Germany was billed as a growth driver in Europe. Now economists are not convinced

German Chancellor Friedrich Merz addresses the Bundestag during a discussion on the federal budget 2025 on September 17, 2025 in Berlin, Germany.

Nadja Wohlleben | Getty Images | Gets the image

Huge investment promises and major fiscal changes have reinforced the hopes that Germany can give the Eurozone economy a necessary incentive, but economists are beginning to question whether it happens.

Germany was the center of excitement earlier this year, and many politicians, analysts and economists shared Great hopes Economic rebound – domestically and across Europe.

It was Moved to make in change Its long -standing debt rule, which limits how much debt the government can take over and dictate the size of the federal government’s structural budget. Some protection and security costs above a particular threshold are exempt from debt in accordance with new rules.

The country also decided to create 500 billion euros ($ 592 billion) infrastructure and climate investment funds.

The change was considered The potential change of games At the time, it was widely exposed as a way to turn the sluggish economy of Germany around.

The country recorded annual contractions in 2023 and 2024, and 2025 also went to the muted start. While the gross domestic product grew by 0.3% in the first quarter, it decreased by 0.3% in the next three months, according to the last data.

A Economy EURAZON zone To put it more broadly, it also fights, placing an increase of 0.6% in the first quarter, although in the next three months it slowed to 0.1%.

A member of the European Central Bank, which manages the Council Martins Kazaks, said CNBC earlier this month that “Great Hope lies in Germany” when it comes to financial costs that increase the Eurozone economy next year.

But it looks more and more unclear whether it will work out.

“Germany takes time to spend money”

Holger Schimiding, Chief Economist Berenberg, said CNBC that in Germany there has been a “large growth” in the order of defense and investment in infrastructure.

“(But) We don’t see it in real weekend data,” he said.

“In general, everything progresses as we expected after a big brake reform. Actual costs are slower than many more excitators awaited. In Germany, it will take time to spend money.”

Meanwhile, Frantsysk Palramov, the elder economist at the Capital Economics, stated a “much greater deficit” in Germany in the coming years as a result of spending expenses – together with some potentially unforeseen results.

“What may have become a little unnoticed is that the government not only increases protection and infrastructure costs, but also uses some additional financial spaces to finance other costs,” she said.

This includes, for example, financing the reduction of electricity taxes for business, and covers higher pension, medical and social payments, Palms noted.

“Things such as a decline in electricity taxes will still have a positive effect on the economy, but additional health and pensions will not increase the economy, given that it mainly reflects the cost of demographics,” Palma said.

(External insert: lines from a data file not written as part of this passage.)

//! Configuration loading, validation, and management for Agora.
//!
//! Two documents are involved:
//! - [`AppConfig`]: backend credentials and runtime pacing, loaded from
//!   `~/.agora/config.toml` with environment variable overrides. Optional.
//! - [`RoomConfig`]: the room itself (agents + initial messages), loaded from
//!   a YAML, JSON or TOML file named on the command line. Required.
//!
//! Both are validated eagerly so a bad file fails before anything runs.

pub mod room;

pub use room::{AgentKind, AgentSpec, InitialMessage, RoomConfig, RoomFormat};

use serde::{Deserialize, Serialize};
use std::collections::HashMap;
use std::path::{Path, PathBuf};
use std::time::Duration;

/// Backend and runtime settings.
///
/// Maps directly to `~/.agora/config.toml`.
#[derive(Clone, Serialize, Deserialize)]
pub struct AppConfig {
    /// API key (can be overridden per-provider)
    #[serde(default, skip_serializing_if = "Option::is_none")]
    pub api_key: Option<String>,

    /// Provider used for model references without a provider prefix
    #[serde(default = "default_provider")]
    pub default_provider: String,

    /// Default temperature
    #[serde(default = "default_temperature")]
    pub default_temperature: f32,

    /// Default max tokens per completion
    #[serde(default = "default_max_tokens")]
    pub default_max_tokens: u32,

    /// Tick pacing and per-agent timeout
    #[serde(default)]
    pub runtime: RuntimeConfig,

    /// Provider-specific configurations
    #[serde(default)]
    pub providers: HashMap<String, ProviderConfig>,
}

fn default_provider() -> String {
    "openrouter".into()
}
fn default_temperature() -> f32 {
    0.7
}
fn default_max_tokens() -> u32 {
    1024
}

/// Redact a secret for Debug output.
fn redact(s: &Option<String>) -> &'static str {
    match s {
        Some(_) => "[REDACTED]",
        None => "None",
    }
}

impl std::fmt::Debug for AppConfig {
    fn fmt(&self, f: &mut std::fmt::Formatter<'_>) -> std::fmt::Result {
        f.debug_struct("AppConfig")
            .field("api_key", &redact(&self.api_key))
            .field("default_provider", &self.default_provider)
            .field("default_temperature", &self.default_temperature)
            .field("default_max_tokens", &self.default_max_tokens)
            .field("runtime", &self.runtime)
            .field("providers", &self.providers)
            .finish()
    }
}

/// How ticks are paced and bounded.
#[derive(Debug, Clone, Serialize, Deserialize)]
pub struct RuntimeConfig {
    /// Pause between ticks in `run`, in milliseconds
    #[serde(default = "default_tick_delay_ms")]
    pub tick_delay_ms: u64,

    /// Per-agent cycle timeout in seconds (0 = wait forever)
    #[serde(default = "default_agent_timeout_secs")]
    pub agent_timeout_secs: u64,
}

fn default_tick_delay_ms() -> u64 {
    1000
}
fn default_agent_timeout_secs() -> u64 {
    120
}

impl RuntimeConfig {
    pub fn tick_delay(&self) -> Duration {
        Duration::from_millis(self.tick_delay_ms)
    }

    /// `None` when timeouts are disabled.
    pub fn agent_timeout(&self) -> Option<Duration> {
        (self.agent_timeout_secs > 0).then(|| Duration::from_secs(self.agent_timeout_secs))
    }
}

impl Default for RuntimeConfig {
    fn default() -> Self {
        Self {
            tick_delay_ms: default_tick_delay_ms(),
            agent_timeout_secs: default_agent_timeout_secs(),
        }
    }
}

#[derive(Clone, Default, Serialize, Deserialize)]
pub struct ProviderConfig {
    #[serde(default, skip_serializing_if = "Option::is_none")]
    pub api_key: Option<String>,

    #[serde(default, skip_serializing_if = "Option::is_none")]
    pub api_url: Option<String>,
}

impl std::fmt::Debug for ProviderConfig {
    fn fmt(&self, f: &mut std::fmt::Formatter<'_>) -> std::fmt::Result {
        f.debug_struct("ProviderConfig")
            .field("api_key", &redact(&self.api_key))
            .field("api_url", &self.api_url)
            .finish()
    }
}

impl AppConfig {
    /// Load configuration from the default path (~/.agora/config.toml).
    ///
    /// Also checks environment variables:
    /// - `AGORA_API_KEY`, then `OPENROUTER_API_KEY`, then `OPENAI_API_KEY`
    /// - `AGORA_PROVIDER` overrides the default provider
    pub fn load() -> Result<Self, ConfigError> {
        let config_path = Self::config_dir().join("config.toml");
        let mut config = Self::load_from(&config_path)?;

        if config.api_key.is_none() {
            config.api_key = std::env::var("AGORA_API_KEY")
                .ok()
                .or_else(|| std::env::var("OPENROUTER_API_KEY").ok())
                .or_else(|| std::env::var("OPENAI_API_KEY").ok());
        }

        if let Ok(provider) = std::env::var("AGORA_PROVIDER") {
            config.default_provider = provider;
        }

        Ok(config)
    }

    /// Load configuration from a specific file path. A missing file yields defaults.
    pub fn load_from(path: &Path) -> Result<Self, ConfigError> {
        if !path.exists() {
            tracing::info!("No config file found at {}, using defaults", path.display());
            return Ok(Self::default());
        }

        let content = std::fs::read_to_string(path).map_err(|e| ConfigError::ReadError {
            path: path.to_path_buf(),
            reason: e.to_string(),
        })?;

        let config: Self = toml::from_str(&content).map_err(|e| ConfigError::ParseError {
            path: path.to_path_buf(),
            reason: e.to_string(),
        })?;

        config.validate()?;
        Ok(config)
    }

    /// Get the configuration directory path.
    pub fn config_dir() -> PathBuf {
        dirs_home().join(".agora")
    }

    /// Validate the configuration.
    fn validate(&self) -> Result<(), ConfigError> {
        if self.default_temperature < 0.0 || self.default_temperature > 2.0 {
            return Err(ConfigError::ValidationError(
                "default_temperature must be between 0.0 and 2.0".into(),
            ));
        }

        if self.default_provider.trim().is_empty() {
            return Err(ConfigError::ValidationError(
                "default_provider must not be empty".into(),
            ));
        }

        Ok(())
    }

    /// Check if an API key is available (from config or environment).
    pub fn has_api_key(&self) -> bool {
        self.api_key.is_some() || self.providers.values().any(|p| p.api_key.is_some())
    }

    /// Generate a default config TOML string.
    pub fn default_toml() -> String {
        toml::to_string_pretty(&Self::default()).unwrap_or_default()
    }
}

impl Default for AppConfig {
    fn default() -> Self {
        Self {
            api_key: None,
            default_provider: default_provider(),
            default_temperature: default_temperature(),
            default_max_tokens: default_max_tokens(),
            runtime: RuntimeConfig::default(),
            providers: HashMap::new(),
        }
    }
}

/// Get the user's home directory.
fn dirs_home() -> PathBuf {
    #[cfg(target_os = "windows")]
    {
        std::env::var("USERPROFILE")
            .map(PathBuf::from)
            .unwrap_or_else(|_| PathBuf::from("C:\\Users\\Default"))
    }
    #[cfg(not(target_os = "windows"))]
    {
        std::env::var("HOME")
            .map(PathBuf::from)
            .unwrap_or_else(|_| PathBuf::from("/tmp"))
    }
}

/// Configuration errors. All of them are fatal to room construction.
#[derive(Debug, thiserror::Error)]
pub enum ConfigError {
    #[error("Failed to read config file at {path}: {reason}")]
    ReadError { path: PathBuf, reason: String },

    #[error("Failed to parse config file at {path}: {reason}")]
    ParseError { path: PathBuf, reason: String },

    #[error("Config file at {path} is missing required field `{field}`")]
    MissingField { path: PathBuf, field: &'static str },

    #[error("Unsupported config format for {path} (expected .yaml, .yml, .json or .toml)")]
    UnsupportedFormat { path: PathBuf },

    #[error("Configuration validation failed: {0}")]
    ValidationError(String),
}

impl From<ConfigError> for agora_core::Error {
    fn from(e: ConfigError) -> Self {
        agora_core::Error::Config {
            message: e.to_string(),
        }
    }
}
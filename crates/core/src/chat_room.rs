//! The chat room: an append-only, time-ordered message log.
//!
//! Every agent reads it; only the scheduler writes it, and only between
//! ticks. Nothing is ever removed or reordered after it is appended.

use crate::error::Result;
use crate::message::ChatMessage;
use serde::{Deserialize, Serialize};
use std::path::Path;

/// A named room holding the shared message log.
#[derive(Debug, Clone, PartialEq, Eq, Serialize, Deserialize)]
pub struct ChatRoom {
    room_name: String,

    #[serde(default)]
    messages: Vec<ChatMessage>,
}

impl ChatRoom {
    /// Create an empty room.
    pub fn new(room_name: impl Into<String>) -> Self {
        Self {
            room_name: room_name.into(),
            messages: Vec::new(),
        }
    }

    pub fn name(&self) -> &str {
        &self.room_name
    }

    /// All messages in log order.
    pub fn messages(&self) -> &[ChatMessage] {
        &self.messages
    }

    pub fn len(&self) -> usize {
        self.messages.len()
    }

    pub fn is_empty(&self) -> bool {
        self.messages.is_empty()
    }

    /// The `n` most recent messages, oldest first.
    pub fn window(&self, n: usize) -> &[ChatMessage] {
        let start = self.messages.len().saturating_sub(n);
        &self.messages[start..]
    }

    /// Append one message at the tail. No ordering check: the caller is
    /// trusted to append in order.
    pub fn append(&mut self, message: ChatMessage) {
        self.messages.push(message);
    }

    /// Append a batch from several producers, sorted by `created_at`
    /// ascending. The sort is stable, so equal timestamps keep batch order.
    pub fn append_batch(&mut self, mut messages: Vec<ChatMessage>) {
        messages.sort_by_key(|m| m.created_at());
        self.messages.extend(messages);
    }

    /// Flat `author: text` transcript, one line per message.
    pub fn render(&self) -> String {
        self.messages
            .iter()
            .map(|m| m.to_string())
            .collect::<Vec<_>>()
            .join("\n")
    }

    /// Serialize to a YAML document (`room_name` + ordered `messages`).
    pub fn to_yaml(&self) -> Result<String> {
        Ok(serde_yaml::to_string(self)?)
    }

    /// Parse a document produced by [`ChatRoom::to_yaml`].
    pub fn from_yaml(doc: &str) -> Result<Self> {
        Ok(serde_yaml::from_str(doc)?)
    }

    /// Write the YAML export to `path`.
    pub fn save(&self, path: &Path) -> Result<()> {
        std::fs::write(path, self.to_yaml()?)?;
        tracing::debug!(path = %path.display(), messages = self.len(), "Saved chat room");
        Ok(())
    }

    /// Load a room previously written by [`ChatRoom::save`].
    pub fn load(path: &Path) -> Result<Self> {
        let doc = std::fs::read_to_string(path)?;
        Self::from_yaml(&doc)
    }
}

impl std::fmt::Display for ChatRoom {
    fn fmt(&self, f: &mut std::fmt::Formatter<'_>) -> std::fmt::Result {
        f.write_str(&self.render())
    }
}

#[cfg(test)]
mod tests {
    use super::*;
    use chrono::{Duration, TimeZone, Utc};

    fn at(secs: i64, text: &str, author: &str) -> ChatMessage {
        let base = Utc.with_ymd_and_hms(2025, 1, 1, 12, 0, 0).unwrap();
        ChatMessage::at(text, author, base + Duration::seconds(secs))
    }

    #[test]
    fn append_keeps_insertion_order() {
        let mut room = ChatRoom::new("Test Room");
        room.append(at(5, "late", "a"));
        room.append(at(1, "early", "b"));
        assert_eq!(room.len(), 2);
        assert_eq!(room.messages()[0].text(), "late");
    }

    #[test]
    fn append_batch_sorts_ascending() {
        let mut room = ChatRoom::new("Test Room");
        room.append(at(0, "seed", "user"));
        room.append_batch(vec![at(30, "c", "x"), at(10, "a", "y"), at(20, "b", "z")]);

        let texts: Vec<_> = room.messages().iter().map(|m| m.text()).collect();
        assert_eq!(texts, vec!["seed", "a", "b", "c"]);
        assert!(room.messages()[1..]
            .windows(2)
            .all(|w| w[0].created_at() <= w[1].created_at()));
    }

    #[test]
    fn append_batch_is_stable_on_ties() {
        let mut room = ChatRoom::new("Test Room");
        room.append_batch(vec![at(1, "first", "a"), at(1, "second", "b"), at(0, "zero", "c")]);
        let authors: Vec<_> = room.messages().iter().map(|m| m.author()).collect();
        assert_eq!(authors, vec!["c", "a", "b"]);
    }

    #[test]
    fn window_is_bounded() {
        let mut room = ChatRoom::new("Test Room");
        for i in 0..5 {
            room.append(at(i, &i.to_string(), "a"));
        }
        let texts: Vec<_> = room.window(2).iter().map(|m| m.text()).collect();
        assert_eq!(texts, vec!["3", "4"]);
        assert_eq!(room.window(50).len(), 5);
        assert!(room.window(0).is_empty());
    }

    #[test]
    fn render_transcript() {
        let mut room = ChatRoom::new("Test Room");
        room.append(at(0, "Hello", "User"));
        room.append(at(1, "Hi!", "bot"));
        assert_eq!(room.render(), "User: Hello\nbot: Hi!");
        assert_eq!(room.to_string(), room.render());
    }

    #[test]
    fn yaml_roundtrip_preserves_messages() {
        let mut room = ChatRoom::new("Test Room");
        room.append(ChatMessage::new("Hello", "User"));
        room.append(ChatMessage::new("multi\nline: text", "bot"));

        let doc = room.to_yaml().unwrap();
        let loaded = ChatRoom::from_yaml(&doc).unwrap();
        assert_eq!(loaded, room);
    }

    #[test]
    fn yaml_roundtrip_survives_awkward_text() {
        let texts = [
            "", "null", "~", "- x", "true", "0x1F", "key: value", "# not a comment",
            "'quoted'", "\"double\"", "tab\there", "bell\u{7}", "\r\n", "  padded  ", "ünïcødé ✓",
        ];

        let mut room = ChatRoom::new("Test Room");
        for (i, text) in texts.iter().enumerate() {
            room.append(at(i as i64, text, "author: odd"));
        }

        let loaded = ChatRoom::from_yaml(&room.to_yaml().unwrap()).unwrap();
        assert_eq!(loaded, room);
    }

    #[test]
    fn save_and_load_file() {
        let dir = tempfile::tempdir().unwrap();
        let path = dir.path().join("test_room.yaml");

        let mut room = ChatRoom::new("Test Room");
        room.append(ChatMessage::new("Hello", "User"));
        room.save(&path).unwrap();

        let loaded = ChatRoom::load(&path).unwrap();
        assert_eq!(loaded.name(), "Test Room");
        assert_eq!(loaded.messages(), room.messages());
    }
}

While Palles said the changes would help the German economy grow in 2026, it warned that the expansion may not be as strong as many economists expect.

Minimum incentive?

Main German Economic Institutes Recently reduced them Economic forecasts For the country and now expect a slightly over 1% growth next year.

A Meanwhile the European Central Bank expecting the euro zone to grow by 1% in 2026.

Schmieding Berenberg estimates that a fiscal incentive in Germany will add about 0.3 percentage points to its own growth in the country, which, he said, will increase the euro zone by 0.1 percentage points.

Meanwhile, Palms sees that in 2026 the growth of Germany adds about 0.2% to the euro zone.

In addition to Germany, the eurozone zone is affected next year. This includes a recent interest rate from the ECB, according to palm trees, as well as a strong growth from Spainwhich was strengthened by the growth of immigration and employment.

Why the Spanish economy flourishes - and what can thwart its growth

“On the other hand, the American tariffs are likely to be small traction of the economy (we think they will subtract about 0.2% of GDP),” she said. “And in FranceFiscal delay will also weigh growth. “

But the rebound of Germany should have consequences that go beyond GDP, Schmidding noted.

“The transition of Germany from mini-recession to mid-2014 to significant growth from the end of 2025 will have a modest positive impact on the neighbors. In the end, Germany is usually their most important trading partner,” he said.